Dataset entries
// ABOUTME: List postfix methods (`.len`, `.first`, `.sort`, ...). Grounded
// on the teacher's `builtins/lists.rs` (`car`/`cdr`/`length`/`empty?`),
// generalized from `cons`-list free functions to methods on `Value::List`.

use super::{arity, expect_number};
use crate::error::EvalError;
use crate::span::Span;
use crate::value::Value;

pub fn call(items: &[Value], name: &str, args: &[Value], span: Span) -> Result<Value, EvalError> {
    match name {
        "len" => {
            no_args(name, args, span)?;
            Ok(Value::Number(items.len() as f64))
        }
        "empty" => {
            no_args(name, args, span)?;
            Ok(Value::Bool(items.is_empty()))
        }
        "first" => {
            no_args(name, args, span)?;
            items.first().cloned().ok_or_else(|| EvalError::host_error(name, "first of empty list", span))
        }
        "last" => {
            no_args(name, args, span)?;
            items.last().cloned().ok_or_else(|| EvalError::host_error(name, "last of empty list", span))
        }
        "rest" => {
            no_args(name, args, span)?;
            Ok(Value::list(items.get(1..).unwrap_or(&[]).to_vec()))
        }
        "reverse" => {
            no_args(name, args, span)?;
            let mut out = items.to_vec();
            out.reverse();
            Ok(Value::list(out))
        }
        "sort" => {
            no_args(name, args, span)?;
            let mut out = items.to_vec();
            out.sort_by(|a, b| a.to_string().cmp(&b.to_string()));
            Ok(Value::list(out))
        }
        "contains" => {
            if args.len() != 1 {
                return Err(arity(name, "1", args.len(), span));
            }
            Ok(Value::Bool(items.contains(&args[0])))
        }
        "push" => {
            if args.len() != 1 {
                return Err(arity(name, "1", args.len(), span));
            }
            let mut out = items.to_vec();
            out.push(args[0].clone());
            Ok(Value::list(out))
        }
        "join" => {
            if args.len() != 1 {
                return Err(arity(name, "1", args.len(), span));
            }
            let delim = match &args[0] {
                Value::String(s) => s.clone(),
                other => return Err(EvalError::type_mismatch("string", other.type_name(), span)),
            };
            Ok(Value::String(items.iter().map(|v| v.to_string()).collect::<Vec<_>>().join(&delim)))
        }
        "at" => {
            if args.len() != 1 {
                return Err(arity(name, "1", args.len(), span));
            }
            let idx = expect_number(&args[0], span)? as i64;
            let resolved = if idx < 0 { items.len() as i64 + idx } else { idx };
            if resolved < 0 || resolved as usize >= items.len() {
                return Err(EvalError::IndexOutOfBounds { index: idx, length: items.len(), span });
            }
            Ok(items[resolved as usize].clone())
        }
        other => Err(EvalError::host_error(other, format!("no list method `.{other}`"), span)),
    }
}

fn no_args(name: &str, args: &[Value], span: Span) -> Result<(), EvalError> {
    if args.is_empty() {
        Ok(())
    } else {
        Err(arity(name, "0", args.len(), span))
    }
}

#[cfg(test)]
mod tests {
    use super::*;
    use crate::span::Position;

    fn span() -> Span {
        Span::point(Position::start())
    }

    #[test]
    fn len_and_first_last() {
        let items = vec![Value::Number(1.0), Value::Number(2.0), Value::Number(3.0)];
        assert_eq!(call(&items, "len", &[], span()).unwrap(), Value::Number(3.0));
        assert_eq!(call(&items, "first", &[], span()).unwrap(), Value::Number(1.0));
        assert_eq!(call(&items, "last", &[], span()).unwrap(), Value::Number(3.0));
    }

    #[test]
    fn first_of_empty_list_is_an_error() {
        assert!(call(&[], "first", &[], span()).is_err());
    }

    #[test]
    fn reverse_does_not_mutate_receiver() {
        let items = vec![Value::Number(1.0), Value::Number(2.0)];
        let reversed = call(&items, "reverse", &[], span()).unwrap();
        assert_eq!(reversed, Value::list(vec![Value::Number(2.0), Value::Number(1.0)]));
    }
}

## ASSIGNMENT
For the word "delim", count the lines in the records that contain it. Give the number and no other words.

## TASK OUTPUT
2